If it refuses, the newspaper reported, "they plan to reduce the American Church to observer status ... They will then expel the erring Province and form a new American Province in its place."
The position adopted by Anglican evangelicals and conservatives is based on traditional interpretations of passages in the Old and New Testament declaring sex between men to be an "abomination."
Archbishop Gomez insists the Bible is on the church conservatives' side. "We believe in the primacy of scripture," he said, "and the Americans have yet to justify their actions through the scriptures."
"We will, of course, listen both to what the Americans have to say, and Dr. Williams. We would not second-guess him," said the West Indian primate. He did not sound hopeful.
But the man at the center of the religious hurricane, New Hampshire Bishop Robinson, told the Vermont gay publication "Out In the Mountains" that "most young people I've talked to have resolved the issue of homosexuality and think the church is hopelessly irrelevant fighting about it."

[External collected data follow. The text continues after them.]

use serde::{Deserialize, Serialize};
use std::fs;
use std::path::{Path, PathBuf};
use std::time::Duration;
use toml;

/// Portal vocabulary and selectors that are not tied to a single step
#[derive(Debug, Clone, PartialEq, Serialize, Deserialize)]
#[serde(default)]
pub struct PortalConfig {
    pub base_url: String,
    /// Path of the page that starts a new application
    pub start_path: String,
    /// Path of the contractor's "My Records" list, used after payment
    pub records_path: String,
    /// Record type chosen on the permit type step
    pub record_type: String,
    /// Text that only appears when the portal wants a fresh login
    pub login_markers: Vec<String>,
    /// Busy/loading indicators polled by the stability gate
    pub busy_indicators: Vec<String>,
    /// Third-party guidance overlay that swallows clicks on the address step
    pub guidance_overlay_selectors: Vec<String>,
    /// JS globals of the guidance library to neutralize
    pub guidance_globals: Vec<String>,
    /// Rows of the address autocomplete list
    pub address_result_selector: String,
    /// Brand-styled primary buttons, last resort for the submit control
    pub primary_button_selectors: Vec<String>,
    pub payment_markers: Vec<String>,
    pub confirmation_markers: Vec<String>,
    pub no_documents_markers: Vec<String>,
}

impl Default for PortalConfig {
    fn default() -> Self {
        Self {
            base_url: "https://aca-prod.accela.com/OAKDALE".into(),
            start_path: "/Cap/CapHome.aspx?module=Building".into(),
            records_path: "/Cap/CapHome.aspx?module=Building&TabName=Building&mode=myrecords".into(),
            record_type: "Mechanical Express Permit".into(),
            login_markers: vec![
                "Login to your account".into(),
                "Sign in to continue".into(),
                "Your session has expired".into(),
            ],
            busy_indicators: vec![
                "#divGlobalLoading".into(),
                ".ACA_Loading_Message".into(),
                ".loading-spinner".into(),
                "[aria-busy='true']".into(),
            ],
            guidance_overlay_selectors: vec![
                "#pendo-guide-container".into(),
                "._pendo-backdrop_".into(),
                "#pendo-base".into(),
            ],
            guidance_globals: vec!["pendo".into()],
            address_result_selector: ".address-search-results .result-row".into(),
            primary_button_selectors: vec![
                "a.ACA_LgButton.ACA_LgButton_FontSize".into(),
                "button.btn-primary".into(),
            ],
            payment_markers: vec![
                "Pay Fees".into(),
                "Payment Information".into(),
                "Checkout".into(),
                "Amount Due".into(),
            ],
            confirmation_markers: vec![
                "has been received".into(),
                "successfully submitted".into(),
                "Receipt/Record Issuance".into(),
                "Your record number is".into(),
            ],
            no_documents_markers: vec![
                "No plans required".into(),
                "No documents are required".into(),
            ],
        }
    }
}

impl PortalConfig {
    pub fn start_url(&self) -> String {
        format!("{}{}", self.base_url.trim_end_matches('/'), self.start_path)
    }

    pub fn records_url(&self) -> String {
        format!("{}{}", self.base_url.trim_end_matches('/'), self.records_path)
    }
}

/// Stability gate parameters
#[derive(Debug, Clone, PartialEq, Serialize, Deserialize)]
#[serde(default)]
pub struct StabilityConfig {
    /// Upper bound for one gate call
    pub max_wait_ms: u64,
    /// Bound on waiting for one active indicator to clear
    pub busy_timeout_ms: u64,
    /// Consecutive clean polls required before returning
    pub stable_polls: u32,
    pub poll_interval_ms: u64,
}

impl Default for StabilityConfig {
    fn default() -> Self {
        Self {
            max_wait_ms: 15_000,
            busy_timeout_ms: 8_000,
            stable_polls: 3,
            poll_interval_ms: 250,
        }
    }
}

impl StabilityConfig {
    pub fn max_wait(&self) -> Duration {
        Duration::from_millis(self.max_wait_ms)
    }

    pub fn busy_timeout(&self) -> Duration {
        Duration::from_millis(self.busy_timeout_ms)
    }

    pub fn poll_interval(&self) -> Duration {
        Duration::from_millis(self.poll_interval_ms)
    }
}

/// The single timeout/backoff policy passed through the pipeline
#[derive(Debug, Clone, PartialEq, Serialize, Deserialize)]
#[serde(default)]
pub struct TimingPolicy {
    /// Bounded wait for an element reference to resolve
    pub element_wait_ms: u64,
    /// Short lookup used by heuristics that expect misses
    pub peek_wait_ms: u64,
    pub poll_interval_ms: u64,
    /// Bounded wait for a step's anchor text
    pub anchor_wait_ms: u64,
    pub navigation_timeout_ms: u64,
    /// Pause between opening a dropdown and matching its options
    pub select_settle_ms: u64,
    /// Per-character delay when typing into autocomplete inputs
    pub typing_delay_ms: u64,
    /// How long the advance control may stay disabled
    pub enable_wait_ms: u64,
    /// Last-resort sleep when no condition can be observed
    pub fallback_sleep_ms: u64,
    pub stability: StabilityConfig,
}

impl Default for TimingPolicy {
    fn default() -> Self {
        Self {
            element_wait_ms: 10_000,
            peek_wait_ms: 1_500,
            poll_interval_ms: 200,
            anchor_wait_ms: 20_000,
            navigation_timeout_ms: 45_000,
            select_settle_ms: 400,
            typing_delay_ms: 60,
            enable_wait_ms: 15_000,
            fallback_sleep_ms: 1_000,
            stability: StabilityConfig::default(),
        }
    }
}

impl TimingPolicy {
    pub fn element_wait(&self) -> Duration {
        Duration::from_millis(self.element_wait_ms)
    }

    pub fn peek_wait(&self) -> Duration {
        Duration::from_millis(self.peek_wait_ms)
    }

    pub fn poll_interval(&self) -> Duration {
        Duration::from_millis(self.poll_interval_ms)
    }

    pub fn anchor_wait(&self) -> Duration {
        Duration::from_millis(self.anchor_wait_ms)
    }

    pub fn select_settle(&self) -> Duration {
        Duration::from_millis(self.select_settle_ms)
    }

    pub fn enable_wait(&self) -> Duration {
        Duration::from_millis(self.enable_wait_ms)
    }

    pub fn fallback_sleep(&self) -> Duration {
        Duration::from_millis(self.fallback_sleep_ms)
    }

    /// Millisecond timings small enough for fixture-driven tests
    pub fn fast() -> Self {
        Self {
            element_wait_ms: 40,
            peek_wait_ms: 10,
            poll_interval_ms: 2,
            anchor_wait_ms: 40,
            navigation_timeout_ms: 100,
            select_settle_ms: 1,
            typing_delay_ms: 0,
            enable_wait_ms: 20,
            fallback_sleep_ms: 1,
            stability: StabilityConfig {
                max_wait_ms: 60,
                busy_timeout_ms: 30,
                stable_polls: 2,
                poll_interval_ms: 1,
            },
        }
    }
}

/// Vision model settings
#[derive(Debug, Clone, PartialEq, Serialize, Deserialize)]
#[serde(default)]
pub struct VisionSettings {
    pub endpoint: String,
    pub model: String,
    /// Environment variable holding the API key
    pub api_key_env: String,
    pub timeout_secs: u64,
    /// Minimum confidence (0-100) before recommended actions run
    pub min_confidence: u8,
}

impl Default for VisionSettings {
    fn default() -> Self {
        Self {
            endpoint: "https://api.anthropic.com/v1/messages".into(),
            model: "claude-sonnet-4-5-20250514".into(),
            api_key_env: "PERMIT_PILOT_VISION_KEY".into(),
            timeout_secs: 60,
            min_confidence: 50,
        }
    }
}

impl VisionSettings {
    /// Configured key, then the provider's conventional variable
    pub fn api_key(&self) -> Option<String> {
        std::env::var(&self.api_key_env)
            .ok()
            .or_else(|| {
                if self.endpoint.contains("anthropic.com") {
                    std::env::var("ANTHROPIC_API_KEY").ok()
                } else {
                    std::env::var("OPENAI_API_KEY").ok()
                }
            })
            .filter(|k| !k.trim().is_empty())
    }
}

#[derive(Debug, Clone, PartialEq, Serialize, Deserialize)]
#[serde(default)]
pub struct StorageConfig {
    pub database_path: PathBuf,
    pub artifacts_dir: PathBuf,
    pub session_path: PathBuf,
}

impl Default for StorageConfig {
    fn default() -> Self {
        let base = dirs::home_dir()
            .unwrap_or_else(|| PathBuf::from("."))
            .join(".permit-pilot");
        Self {
            database_path: base.join("permit_pilot.db"),
            artifacts_dir: base.join("artifacts"),
            session_path: base.join("portal_session.json"),
        }
    }
}

/// Caller-side policy for the batch runner
#[derive(Debug, Clone, PartialEq, Serialize, Deserialize)]
#[serde(default)]
pub struct BatchConfig {
    pub max_attempts: u32,
    pub cooldown_secs: u64,
    pub default_limit: usize,
}

impl Default for BatchConfig {
    fn default() -> Self {
        Self {
            max_attempts: 3,
            cooldown_secs: 45,
            default_limit: 10,
        }
    }
}

impl BatchConfig {
    pub fn cooldown(&self) -> Duration {
        Duration::from_secs(self.cooldown_secs)
    }
}

/// Full permit-pilot configuration
#[derive(Debug, Clone, PartialEq, Serialize, Deserialize, Default)]
#[serde(default)]
pub struct OrchestratorConfig {
    pub portal: PortalConfig,
    pub timing: TimingPolicy,
    pub vision: VisionSettings,
    pub storage: StorageConfig,
    pub batch: BatchConfig,
}

pub struct ConfigManager {
    path: PathBuf,
}

impl ConfigManager {
    pub fn new() -> Self {
        let path = dirs::config_dir()
            .unwrap_or_else(|| PathBuf::from("."))
            .join("permit-pilot")
            .join("config.toml");
        Self { path }
    }

    pub fn at(path: impl AsRef<Path>) -> Self {
        Self { path: path.as_ref().to_path_buf() }
    }

    pub fn path(&self) -> &Path {
        &self.path
    }

    /// Load the config file; a missing file means defaults
    pub fn load(&self) -> std::io::Result<OrchestratorConfig> {
        if !self.path.exists() {
            return Ok(OrchestratorConfig::default());
        }
        let content = fs::read_to_string(&self.path)?;
        toml::from_str(&content).map_err(|e| {
            std::io::Error::new(
                std::io::ErrorKind::InvalidData,
                format!("Failed to parse {}: {}", self.path.display(), e),
            )
        })
    }

    pub fn save(&self, config: &OrchestratorConfig) -> std::io::Result<()> {
        if let Some(parent) = self.path.parent() {
            fs::create_dir_all(parent)?;
        }
        let content = toml::to_string_pretty(config)
            .map_err(|e| std::io::Error::new(std::io::ErrorKind::InvalidData,
                format!("Failed to serialize config to TOML: {}", e)))?;
        fs::write(&self.path, content)
    }
}

impl Default for ConfigManager {
    fn default() -> Self {
        Self::new()
    }
}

The archbishop of Canterbury, somewhat trapped by his liberal history which included his own ordination of a gay priest, has sought to steer a middle course ahead of the Lambeth meeting.

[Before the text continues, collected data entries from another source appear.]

//! Core data model
//!
//! Requests, persisted state, results and the error taxonomy shared by
//! every layer of the orchestrator.

pub mod config;
pub mod error;
pub mod request;
pub mod state;

use serde::{Deserialize, Serialize};

pub use config::{ConfigManager, OrchestratorConfig, TimingPolicy};
pub use error::{ErrorKind, PortalError, StoreError};
pub use request::{ContractorInfo, EquipmentDetails, InstallationType, PropertyAddress, SubmissionRequest};
pub use state::{keys, Checkpoint, Step, StepResult, SubmissionState};

use crate::orchestrator::vision::VisionAnalysis;

/// How a run ended
#[derive(Debug, Clone, Copy, PartialEq, Eq, Serialize, Deserialize)]
#[serde(rename_all = "snake_case")]
pub enum Outcome {
    /// Submitted and a permit number was captured
    Complete,
    /// Paused for out-of-band payment; not a failure
    PendingPayment,
    Failed,
}

/// Terminal result of `run`/`resume`
#[derive(Debug, Clone, Serialize, Deserialize)]
pub struct SubmissionResult {
    pub submission_id: String,
    pub outcome: Outcome,
    pub success: bool,
    /// Steps completed during this invocation, in order
    pub steps_completed: Vec<Step>,
    pub final_step: Step,
    #[serde(skip_serializing_if = "Option::is_none")]
    pub permit_number: Option<String>,
    #[serde(skip_serializing_if = "Option::is_none")]
    pub error: Option<String>,
    #[serde(skip_serializing_if = "Option::is_none")]
    pub error_kind: Option<ErrorKind>,
    pub screenshots: Vec<String>,
    pub analyses: Vec<VisionAnalysis>,
    /// Portal identifiers, payment URL, fee text
    pub data: std::collections::BTreeMap<String, String>,
}

impl SubmissionResult {
    pub fn from_state(
        state: &SubmissionState,
        steps_completed: Vec<Step>,
        analyses: Vec<VisionAnalysis>,
        error: Option<&PortalError>,
    ) -> Self {
        let outcome = match (error, state.current_step) {
            (Some(_), _) => Outcome::Failed,
            (None, Step::Complete) => Outcome::Complete,
            (None, _) => Outcome::PendingPayment,
        };
        Self {
            submission_id: state.submission_id.clone(),
            outcome,
            success: error.is_none(),
            steps_completed,
            final_step: state.current_step,
            permit_number: state.permit_number().map(|s| s.to_string()),
            error: error.map(|e| e.to_string()),
            error_kind: error.map(|e| e.kind()),
            screenshots: state.screenshots.clone(),
            analyses,
            data: state.data.clone(),
        }
    }

    pub fn is_pending(&self) -> bool {
        self.outcome == Outcome::PendingPayment
    }
}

"I hope," Archbishop Williams said, "that in our deliberations we will find that there are ways forward in this situation which can preserve our respect for one another and for the bonds that unite us."
The ways forward may be a bit more winding and tricky than the archbishop lets on -- but that doesn't mean he lacks the power to direct the course. While Williams has "little more than moral authority," says British religion expert Jonathan Petre, "he can expel an individual province (such as the U.S. Episcopal Church) from the Communion by declaring that he is no longer 'in communion' with it."
A somewhat less drastic option would be to allow the creation of a "parallel, non-geographical jurisdiction for conservatives, into which individual parishes or dioceses could opt." But Petre conceded this would "create massive practical problems about how to divide up church property."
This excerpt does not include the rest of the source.